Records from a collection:

++++

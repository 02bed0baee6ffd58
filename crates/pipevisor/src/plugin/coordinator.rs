//! Plugin update coordination.
//!
//! Shapes an update request from CLI-style options, validates it, hands it
//! to the [`DependencyResolver`] and reports what happened to every target.

use indexmap::IndexMap;
use std::fmt;
use std::path::Path;
use std::str::FromStr;

use super::manifest::{ManifestError, PluginManifest, PluginRef};
use super::resolver::DependencyResolver;

#[derive(Debug, thiserror::Error)]
pub enum UpdateError {
    #[error("unsupported level `{0}`, expected one of patch, minor, major")]
    UnsupportedLevel(String),

    #[error(transparent)]
    Manifest(#[from] ManifestError),
}

pub type Result<T> = std::result::Result<T, UpdateError>;

/// How far a version may move
#[derive(Debug, Clone, Copy, PartialEq, Eq)]
pub enum UpdateLevel {
    Patch,
    Minor,
    Major,
}

impl UpdateLevel {
    pub fn as_str(&self) -> &'static str {
        match self {
            UpdateLevel::Patch => "patch",
            UpdateLevel::Minor => "minor",
            UpdateLevel::Major => "major",
        }
    }

    /// Resolver flag for this level.
    pub fn flag(&self) -> &'static str {
        match self {
            UpdateLevel::Patch => "--patch",
            UpdateLevel::Minor => "--minor",
            UpdateLevel::Major => "--major",
        }
    }
}

impl FromStr for UpdateLevel {
    type Err = UpdateError;

    fn from_str(s: &str) -> Result<Self> {
        match s {
            "patch" => Ok(UpdateLevel::Patch),
            "minor" => Ok(UpdateLevel::Minor),
            "major" => Ok(UpdateLevel::Major),
            other => Err(UpdateError::UnsupportedLevel(other.to_string())),
        }
    }
}

impl fmt::Display for UpdateLevel {
    fn fmt(&self, f: &mut fmt::Formatter<'_>) -> fmt::Result {
        f.write_str(self.as_str())
    }
}

/// Options as given on the command line
#[derive(Debug, Clone, PartialEq, Eq)]
pub struct UpdateOptions {
    /// Unvalidated level string
    pub level: String,
    pub conservative: bool,
    pub local: bool,
    pub verify: bool,
    pub force: bool,
}

impl Default for UpdateOptions {
    fn default() -> Self {
        Self {
            level: "minor".to_string(),
            conservative: true,
            local: false,
            verify: true,
            force: false,
        }
    }
}

/// A validated request handed to the resolver
#[derive(Debug, Clone, PartialEq, Eq)]
pub struct PluginUpdateRequest {
    pub targets: Vec<PluginRef>,
    pub level: UpdateLevel,
    pub conservative: bool,
    pub local: bool,
    pub verify: bool,
}

impl PluginUpdateRequest {
    pub fn new(targets: Vec<PluginRef>, options: &UpdateOptions) -> Result<Self> {
        Ok(Self {
            level: options.level.parse()?,
            targets,
            conservative: options.conservative,
            local: options.local,
            verify: options.verify,
        })
    }
}

#[derive(Debug, Clone, Copy, PartialEq, Eq)]
pub enum SkipReason {
    AlreadyCurrent,
    LocallyModified,
}

/// What happened to one target
#[derive(Debug, Clone, PartialEq, Eq)]
pub enum UpdateOutcome {
    Updated { from: String, to: String },
    Skipped(SkipReason),
    Failed(String),
}

impl fmt::Display for UpdateOutcome {
    fn fmt(&self, f: &mut fmt::Formatter<'_>) -> fmt::Result {
        match self {
            UpdateOutcome::Updated { from, to } => write!(f, "updated {from} -> {to}"),
            UpdateOutcome::Skipped(SkipReason::AlreadyCurrent) => {
                f.write_str("skipped (already up to date)")
            }
            UpdateOutcome::Skipped(SkipReason::LocallyModified) => {
                f.write_str("skipped (locally installed, use --force to include)")
            }
            UpdateOutcome::Failed(reason) => write!(f, "failed: {reason}"),
        }
    }
}

/// Per-target outcomes in target order
#[derive(Debug, Clone, Default, PartialEq, Eq)]
pub struct UpdateReport {
    pub outcomes: IndexMap<String, UpdateOutcome>,
}

impl UpdateReport {
    pub fn get(&self, name: &str) -> Option<&UpdateOutcome> {
        self.outcomes.get(name)
    }

    pub fn updated(&self) -> usize {
        self.count(|o| matches!(o, UpdateOutcome::Updated { .. }))
    }

    pub fn skipped(&self) -> usize {
        self.count(|o| matches!(o, UpdateOutcome::Skipped(_)))
    }

    pub fn failed(&self) -> usize {
        self.count(|o| matches!(o, UpdateOutcome::Failed(_)))
    }

    pub fn has_failures(&self) -> bool {
        self.failed() > 0
    }

    fn count(&self, pred: impl Fn(&UpdateOutcome) -> bool) -> usize {
        self.outcomes.values().filter(|o| pred(o)).count()
    }

    fn record(&mut self, name: &str, outcome: UpdateOutcome) {
        self.outcomes.insert(name.to_string(), outcome);
    }

    fn fail_all(&mut self, plugins: &[PluginRef], reason: &str) {
        for plugin in plugins {
            self.record(&plugin.name, UpdateOutcome::Failed(reason.to_string()));
        }
    }
}

pub struct PluginUpdateCoordinator<R> {
    resolver: R,
}

impl<R: DependencyResolver> PluginUpdateCoordinator<R> {
    pub fn new(resolver: R) -> Self {
        Self { resolver }
    }

    pub fn resolver(&self) -> &R {
        &self.resolver
    }

    /// Update `targets` (every installed plugin when empty) in `manifest`.
    ///
    /// An unsupported level is rejected before anything else happens.
    /// Resolver failures are reported per target and leave `manifest`
    /// untouched.
    pub async fn update(
        &self,
        manifest: &mut PluginManifest,
        targets: &[String],
        options: &UpdateOptions,
    ) -> Result<UpdateReport> {
        // Validated before the resolver is consulted at all.
        let mut request = PluginUpdateRequest::new(Vec::new(), options)?;

        let names: Vec<String> = if targets.is_empty() {
            manifest.plugins.iter().map(|p| p.name.clone()).collect()
        } else {
            targets.to_vec()
        };

        let mut report = UpdateReport::default();
        let mut pending: Vec<PluginRef> = Vec::new();
        for name in names {
            if report.outcomes.contains_key(&name) {
                continue;
            }
            match manifest.find(&name) {
                None => report.record(&name, UpdateOutcome::Failed("not installed".to_string())),
                Some(entry) if entry.local && !options.force => {
                    log::warn!("Skipping locally installed plugin {} (use --force to include it)", name);
                    report.record(&name, UpdateOutcome::Skipped(SkipReason::LocallyModified));
                }
                Some(entry) => {
                    // Stays AlreadyCurrent unless the resolver moves it.
                    report.record(&name, UpdateOutcome::Skipped(SkipReason::AlreadyCurrent));
                    pending.push(entry.plugin_ref());
                }
            }
        }

        if pending.is_empty() {
            return Ok(report);
        }

        if options.verify {
            match self
                .resolver
                .latest_releases(&pending, &manifest.sources)
                .await
            {
                Ok(releases) => pending.retain(|plugin| match releases.get(&plugin.name) {
                    Some(release) if !release.service_plugin => {
                        let reason = format!(
                            "incompatible: {} {} is not a pipeline plugin",
                            plugin.name, release.version
                        );
                        report.record(&plugin.name, UpdateOutcome::Failed(reason));
                        false
                    }
                    _ => true,
                }),
                Err(e) => {
                    log::error!("Version verification failed: {}", e);
                    report.fail_all(&pending, &e.to_string());
                    return Ok(report);
                }
            }
            if pending.is_empty() {
                return Ok(report);
            }
        } else {
            log::info!("Skipping plugin version verification");
        }

        request.targets = pending;
        log::info!(
            "Updating {} plugin(s), level {}, conservative {}",
            request.targets.len(),
            request.level,
            request.conservative
        );

        let resolved = match self.resolver.invoke(&request, &manifest.sources).await {
            Ok(resolved) => resolved,
            Err(e) => {
                log::error!("Plugin update failed: {}", e);
                report.fail_all(&request.targets, &e.to_string());
                return Ok(report);
            }
        };

        for plugin in &request.targets {
            let Some(entry) = manifest.find_mut(&plugin.name) else {
                continue;
            };
            if let Some(version) = resolved.get(&plugin.name) {
                if *version != entry.version {
                    report.record(
                        &plugin.name,
                        UpdateOutcome::Updated {
                            from: entry.version.clone(),
                            to: version.clone(),
                        },
                    );
                    entry.version = version.clone();
                }
            }
        }

        Ok(report)
    }

    /// Load the manifest at `path`, update it and save it if anything changed.
    pub async fn update_file(
        &self,
        path: &Path,
        targets: &[String],
        options: &UpdateOptions,
    ) -> Result<UpdateReport> {
        options.level.parse::<UpdateLevel>()?;

        let mut manifest = PluginManifest::load(path)?;
        let report = self.update(&mut manifest, targets, options).await?;
        if report.updated() > 0 {
            manifest.save(path)?;
            log::info!("Saved {}", path.display());
        }
        Ok(report)
    }
}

++++

Directions for this task: Could you output, exactly and with nothing else, the lines from the start of the records through the line containing "use super::resolver::DependencyResolver;"?

The completed task:
repository 02bed0baee6ffd58
filename crates/pipevisor/src/plugin/coordinator.rs
//! Plugin update coordination.
//!
//! Shapes an update request from CLI-style options, validates it, hands it
//! to the [`DependencyResolver`] and reports what happened to every target.

use indexmap::IndexMap;
use std::fmt;
use std::path::Path;
use std::str::FromStr;

use super::manifest::{ManifestError, PluginManifest, PluginRef};
use super::resolver::DependencyResolver;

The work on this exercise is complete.